After about four years of expat life in Istanbul, enjoying the Marmara and the Black Sea surrounding the city started to lose its charm for me. Even though I come from the so-called "land of thousands of lakes," Finland, water has never been my element. For some reason, I have always been more drawn to the green instead of the blue. Long walks in the forest with a dog, trail running, trekking and berry picking have been my to-go free-time activities I would opt for during weekends to recharge my batteries. Today, forest bathing, as initially a Japanese concept, is well-known for its physiological and psychological benefits and is advertised as the newest fitness trend for more mindfulness.

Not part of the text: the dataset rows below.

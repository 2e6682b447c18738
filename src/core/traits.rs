// ディスパッチ比較のためのトレイト定義
// 計測対象となる二項演算の抽象化インターフェース

use mockall::automock;

/// 二項演算を抽象化するトレイト
///
/// 動的ディスパッチ（`&dyn BinaryOp`）と静的ディスパッチ（ジェネリクス）の
/// 両方から同じ演算を呼び出すための共通インターフェース
#[automock]
pub trait BinaryOp {
    /// 2つのオペランドに演算を適用して結果を返す
    fn perform(&self, lhs: f64, rhs: f64) -> f64;
}
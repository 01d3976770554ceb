use serde::{Deserialize, Serialize};
use std::path::PathBuf;

use crate::error::{AppError, AppResult};

pub const ENV_API_URL: &str = "COURSEGATE_API_URL";
pub const ENV_SESSION_FILE: &str = "COURSEGATE_SESSION_FILE";
pub const ENV_REQUEST_TIMEOUT_SECS: &str = "COURSEGATE_REQUEST_TIMEOUT_SECS";
pub const ENV_MAX_REDIRECTS: &str = "COURSEGATE_MAX_REDIRECTS";

/// Runtime settings for the gate and its collaborators.
#[derive(Debug, Clone, Serialize, Deserialize, PartialEq)]
pub struct GateConfig {
    /// Base URL of the REST backend; the login endpoint is resolved against it.
    pub api_url: String,
    /// Durable session file restored at startup.
    pub session_file: PathBuf,
    pub request_timeout_secs: u64,
    /// Upper bound on redirects followed for a single navigation.
    pub max_redirects: usize,
}

impl Default for GateConfig {
    fn default() -> Self {
        Self {
            api_url: "http://127.0.0.1:5000".to_string(),
            session_file: PathBuf::from(".coursegate").join("session.json"),
            request_timeout_secs: 15,
            max_redirects: 8,
        }
    }
}

impl GateConfig {
    /// Read settings from the process environment, keeping defaults for unset keys.
    pub fn from_env() -> AppResult<Self> {
        Self::from_lookup(|k| std::env::var(k).ok())
    }

    /// Same as `from_env` but with an injectable lookup so callers and tests
    /// don't have to mutate the process environment.
    pub fn from_lookup<F>(lookup: F) -> AppResult<Self>
    where
        F: Fn(&str) -> Option<String>,
    {
        let mut cfg = Self::default();
        if let Some(url) = lookup(ENV_API_URL).filter(|s| !s.trim().is_empty()) {
            cfg.api_url = url.trim().trim_end_matches('/').to_string();
        }
        if let Some(p) = lookup(ENV_SESSION_FILE).filter(|s| !s.trim().is_empty()) {
            cfg.session_file = PathBuf::from(p.trim());
        }
        if let Some(v) = lookup(ENV_REQUEST_TIMEOUT_SECS) {
            cfg.request_timeout_secs = parse_num(ENV_REQUEST_TIMEOUT_SECS, &v)?;
        }
        if let Some(v) = lookup(ENV_MAX_REDIRECTS) {
            cfg.max_redirects = parse_num(ENV_MAX_REDIRECTS, &v)?;
        }
        Ok(cfg)
    }
}

fn parse_num<T: std::str::FromStr>(key: &str, raw: &str) -> AppResult<T> {
    raw.trim().parse::<T>().map_err(|_| {
        AppError::config("invalid_env".to_string(), format!("{}: expected a non-negative integer, got '{}'", key, raw))
    })
}

#[cfg(test)]
mod tests {
    use super::*;
    use std::collections::HashMap;

    fn lookup_from(pairs: &[(&str, &str)]) -> impl Fn(&str) -> Option<String> {
        let m: HashMap<String, String> = pairs.iter().map(|(k, v)| (k.to_string(), v.to_string())).collect();
        move |k| m.get(k).cloned()
    }

    #[test]
    fn defaults_when_unset() {
        let cfg = GateConfig::from_lookup(|_| None).unwrap();
        assert_eq!(cfg, GateConfig::default());
        assert_eq!(cfg.max_redirects, 8);
    }

    #[test]
    fn overrides_and_trailing_slash() {
        let cfg = GateConfig::from_lookup(lookup_from(&[
            (ENV_API_URL, "https://lms.example.org/ "),
            (ENV_SESSION_FILE, "/tmp/s.json"),
            (ENV_REQUEST_TIMEOUT_SECS, "3"),
            (ENV_MAX_REDIRECTS, " 2 "),
        ]))
        .unwrap();
        assert_eq!(cfg.api_url, "https://lms.example.org");
        assert_eq!(cfg.session_file, PathBuf::from("/tmp/s.json"));
        assert_eq!(cfg.request_timeout_secs, 3);
        assert_eq!(cfg.max_redirects, 2);
    }

    #[test]
    fn invalid_number_is_config_error() {
        let err = GateConfig::from_lookup(lookup_from(&[(ENV_MAX_REDIRECTS, "lots")])).unwrap_err();
        assert_eq!(err.code_str(), "invalid_env");
        assert!(matches!(err, AppError::Config { .. }));
    }
}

However, in Istanbul, access to green spaces was a bigger problem than I had initially realized when I moved into town in 2014. The partly quite large forest areas appear on the map in the margins of the city borders, and as we all know, without a private car, public transportation will take a big chunk of your day if you decide to venture your way from one side of the city to the other. It had always been very off-putting to have to think of being jammed in the traffic after a nice refreshing day in the woods.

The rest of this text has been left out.